Sunday, December 17, 2017
Perspective

Read my expertise and sue me

WASHINGTON

As a recognized expert in veterinary medicine, I'd like to offer some advice to pet owners. Dogs love little challenges, so it's good to change their name every week or so. Just as your mutt is getting used to answering to, say, "Waggles," start calling him "Jerome."

Also, cats enjoy being juggled.

And because I dabble in cosmetology, I feel confident I can pass along this fun tip: Everyone looks thinner with bright red eyebrows!

Gynecology being an interest of mine, I'd like to assure doctors that nothing cuts the tension in the examination room more than when you refer to your patients' private parts not by stuffy old medical names but by the far more accessible street terms.

I am writing this advice column today in the hope that it attracts the attention of professional licensing boards in some states, and that they will try to take legal action to silence me on the grounds that I am practicing without a license. This is actually happening all over the country.

The Kentucky Board of Examiners of Psychology, for example, recently informed John Rosemond, a child psychologist with a nationally syndicated column, that he can no longer be published in their state. His infraction was having written some advice with which a retired Kentucky child psychologist disagreed; a complaint was filed, and the board sent Rosemond a cease and desist letter.

Coincidentally, I also happen to know quite a bit about child psychology, which is why I can assure you that a good way to toughen your children is to arrange bare-knuckle fistfights between siblings. Set up a ring in your backyard. Make sure you hire experienced "cut men."

The Kentucky ruling is being legally challenged on the grounds that when the government tells a writer what he or she may write, that amounts to censorship and is a violation of the First Amendment right to free speech. I agree. My goal is to spark several such claims against me, so that my name becomes the lead plaintiff in a case headed for the Supreme Court. Instead of ending my career as a semi-obscure, hack gag writer, my name will go down in history as a successful civil liberties litigant, beside those of Brown, Miranda and Gideon.

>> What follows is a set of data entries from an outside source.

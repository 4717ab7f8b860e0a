//! Integration tests for the session controller lifecycle.
//!
//! Drives the controller through whole training attempts with a fake voice
//! platform, covering the end-trigger races, the duration cap, and history
//! persistence through the SQLite store.

use std::sync::Arc;

use async_trait::async_trait;
use tokio::sync::mpsc;

use vishing_trainer::config::{DatabaseConfig, SessionConfig};
use vishing_trainer::error::ProviderResult;
use vishing_trainer::provider::{CallSetup, VoiceConnector, VoiceEvent, VoiceSession};
use vishing_trainer::scenario::{ScenarioType, UserContext};
use vishing_trainer::session::{
    EndReason, SessionController, Speaker, TrainingStatus,
};
use vishing_trainer::storage::{HistoryStore, MemoryHistory, SqliteHistory};

struct FakeVoice;

#[async_trait]
impl VoiceSession for FakeVoice {
    async fn end(&self) -> ProviderResult<()> {
        Ok(())
    }
}

/// Connects immediately and emits a `Connected` event.
struct FakeConnector;

#[async_trait]
impl VoiceConnector for FakeConnector {
    async fn connect(
        &self,
        _setup: CallSetup,
        events: mpsc::Sender<VoiceEvent>,
    ) -> ProviderResult<Arc<dyn VoiceSession>> {
        events.send(VoiceEvent::Connected).await.ok();
        Ok(Arc::new(FakeVoice))
    }
}

fn call_setup() -> CallSetup {
    CallSetup {
        signed_url: "wss://example.invalid/call".to_string(),
        dynamic_variables: Default::default(),
    }
}

async fn start_session(controller: &SessionController) {
    controller
        .prepare(ScenarioType::Prosecutor, UserContext::default())
        .expect("prepare from idle");
    controller
        .start_call(&FakeConnector, call_setup())
        .await
        .expect("fake platform connects");
    // Let the event pump deliver Connected.
    tokio::task::yield_now().await;
    tokio::task::yield_now().await;
    assert_eq!(controller.status(), TrainingStatus::InCall);
}

#[tokio::test(start_paused = true)]
async fn test_classified_end_to_end_flow() {
    let history: Arc<dyn HistoryStore> = Arc::new(MemoryHistory::new());
    let controller = SessionController::new(SessionConfig::default(), Arc::clone(&history));
    start_session(&controller).await;

    controller
        .handle_event(VoiceEvent::Message {
            speaker: Speaker::Persona,
            text: "여보세요. 서울중앙지방검찰청입니다.".to_string(),
        })
        .await;
    controller
        .handle_event(VoiceEvent::Message {
            speaker: Speaker::Trainee,
            text: "끊겠습니다.".to_string(),
        })
        .await;
    controller
        .handle_event(VoiceEvent::Message {
            speaker: Speaker::Persona,
            text: r#"네, 알겠습니다. [END_SCENARIO:{"reached_stage":1,"termination_reason":"user_rejected"}]"#.to_string(),
        })
        .await;

    // Classified end fires after the grace delay.
    tokio::time::sleep(std::time::Duration::from_millis(2100)).await;
    assert_eq!(controller.status(), TrainingStatus::Debriefing);

    let session = controller.session().unwrap();
    assert_eq!(session.termination_reason, Some(EndReason::UserRejected));
    assert_eq!(session.reached_stage, 1);
    assert_eq!(controller.transcript().len(), 3);

    let record = controller.complete().await.unwrap();
    assert_eq!(record.reached_stage, 1);
    assert_eq!(history.load().await.unwrap(), vec![record]);
}

#[tokio::test(start_paused = true)]
async fn test_tag_and_disconnect_race_yields_one_end() {
    let controller =
        SessionController::new(SessionConfig::default(), Arc::new(MemoryHistory::new()));
    start_session(&controller).await;

    controller
        .handle_event(VoiceEvent::Message {
            speaker: Speaker::Persona,
            text: "[END_SCENARIO]".to_string(),
        })
        .await;
    // The platform disconnect lands while the grace delay is still pending.
    controller.handle_event(VoiceEvent::Disconnected).await;

    tokio::time::sleep(std::time::Duration::from_millis(2100)).await;

    // Disconnect won the latch; the delayed tag end was a no-op.
    let session = controller.session().unwrap();
    assert_eq!(session.termination_reason, Some(EndReason::CallEnded));
    assert!(session.ended_at.is_some());
}

#[tokio::test(start_paused = true)]
async fn test_duration_cap_is_the_backstop() {
    let config = SessionConfig {
        max_call_duration_seconds: 10,
        ..Default::default()
    };
    let controller = SessionController::new(config, Arc::new(MemoryHistory::new()));
    start_session(&controller).await;

    // No tag, no disconnect, no hangup: only the wall clock moves.
    tokio::time::sleep(std::time::Duration::from_secs(11)).await;

    assert_eq!(controller.status(), TrainingStatus::Debriefing);
    let session = controller.session().unwrap();
    assert_eq!(
        session.termination_reason,
        Some(EndReason::MaxDurationReached)
    );
    assert_eq!(session.duration_seconds, Some(10));
}

#[tokio::test(start_paused = true)]
async fn test_user_hangup_wins_over_later_cap() {
    let config = SessionConfig {
        max_call_duration_seconds: 10,
        ..Default::default()
    };
    let controller = SessionController::new(config, Arc::new(MemoryHistory::new()));
    start_session(&controller).await;

    tokio::time::sleep(std::time::Duration::from_millis(3500)).await;
    controller.end_call().await;
    tokio::time::sleep(std::time::Duration::from_secs(20)).await;

    let session = controller.session().unwrap();
    assert_eq!(session.termination_reason, Some(EndReason::UserEnded));
    assert_eq!(session.duration_seconds, Some(3));
}

#[tokio::test]
async fn test_mid_call_disconnect_keeps_partial_session() {
    let controller =
        SessionController::new(SessionConfig::default(), Arc::new(MemoryHistory::new()));
    start_session(&controller).await;

    controller
        .handle_event(VoiceEvent::Message {
            speaker: Speaker::Persona,
            text: "여보세요".to_string(),
        })
        .await;
    controller.handle_event(VoiceEvent::Disconnected).await;

    // Partial sessions are recorded, never dropped.
    let record = controller.complete().await.unwrap();
    assert_eq!(record.reached_stage, 0);
    assert_eq!(controller.status(), TrainingStatus::Completed);
}

#[tokio::test]
async fn test_history_survives_store_reopen() {
    let dir = tempfile::tempdir().unwrap();
    let db_config = DatabaseConfig {
        path: dir.path().join("training.db"),
        max_connections: 2,
    };
    // Real clock here (SQLite does real I/O), so keep the grace delay short.
    let session_config = SessionConfig {
        end_scenario_delay_ms: 10,
        ..Default::default()
    };

    {
        let history = Arc::new(SqliteHistory::new(&db_config).await.unwrap());
        let controller = SessionController::new(session_config, history);
        start_session(&controller).await;
        controller
            .handle_event(VoiceEvent::Message {
                speaker: Speaker::Persona,
                text: r#"[END_SCENARIO:{"reached_stage":5,"termination_reason":"user_fooled"}]"#
                    .to_string(),
            })
            .await;
        tokio::time::sleep(std::time::Duration::from_millis(100)).await;
        controller.complete().await.unwrap();
    }

    // Fresh pool over the same file sees the record.
    let reopened = SqliteHistory::new(&db_config).await.unwrap();
    let records = reopened.load().await.unwrap();
    assert_eq!(records.len(), 1);
    assert_eq!(records[0].scenario_type, ScenarioType::Prosecutor);
    assert_eq!(records[0].reached_stage, 5);
}

#[tokio::test]
async fn test_next_attempt_starts_clean_after_completion() {
    let controller =
        SessionController::new(SessionConfig::default(), Arc::new(MemoryHistory::new()));
    start_session(&controller).await;
    controller
        .handle_event(VoiceEvent::Message {
            speaker: Speaker::Persona,
            text: "첫 번째 통화".to_string(),
        })
        .await;
    controller.handle_event(VoiceEvent::Disconnected).await;
    let first = controller.complete().await.unwrap();

    // prepare from completed resets transcript, timer, and the end latch.
    start_session(&controller).await;
    let second = controller.session().unwrap();
    assert_ne!(first.id, second.id);
    assert!(controller.transcript().is_empty());
    assert_eq!(controller.elapsed_seconds(), 0);

    controller.handle_event(VoiceEvent::Disconnected).await;
    assert_eq!(controller.status(), TrainingStatus::Debriefing);
}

Among other censorship cases across the country, the North Carolina Board of Dietetics/Nutrition has ordered a blogger to stop advocating a low-carb diet because he is not licensed as a dietitian.

As it happens, I have common-law bona fides as a dietitian, which is why I can professionally confirm that if no one sees you eat something, it has no calories.

I've been looking at a list of professions that are typically licensed by states. There are a lot.

As someone deeply interested in dental hygiene, I would like to note that piano wire is best for flossing.

As a student of the craft of cytotechnology, I advise, uh, cytotechnologists that whatever it is you do, you do it with really dirty hands. Same goes for polysomnographic technologists, I guess.

As someone with an abiding interest in speech pathology, a good way to cure people of lisps ith to thpeak to them like thith, so they hear how thilly they thound.

Attention, fellow midwives: To inject a little levity into a stressful situation, I advise that at the key moment you look down and yell, "My God, it's a giant maggot!" Then run screaming from the room.

And finally, as a man so familiar with the law he is practically an attorney, I advise state attorneys general to punish me to the full extent of the law. In fact, let's make a federal case out of it.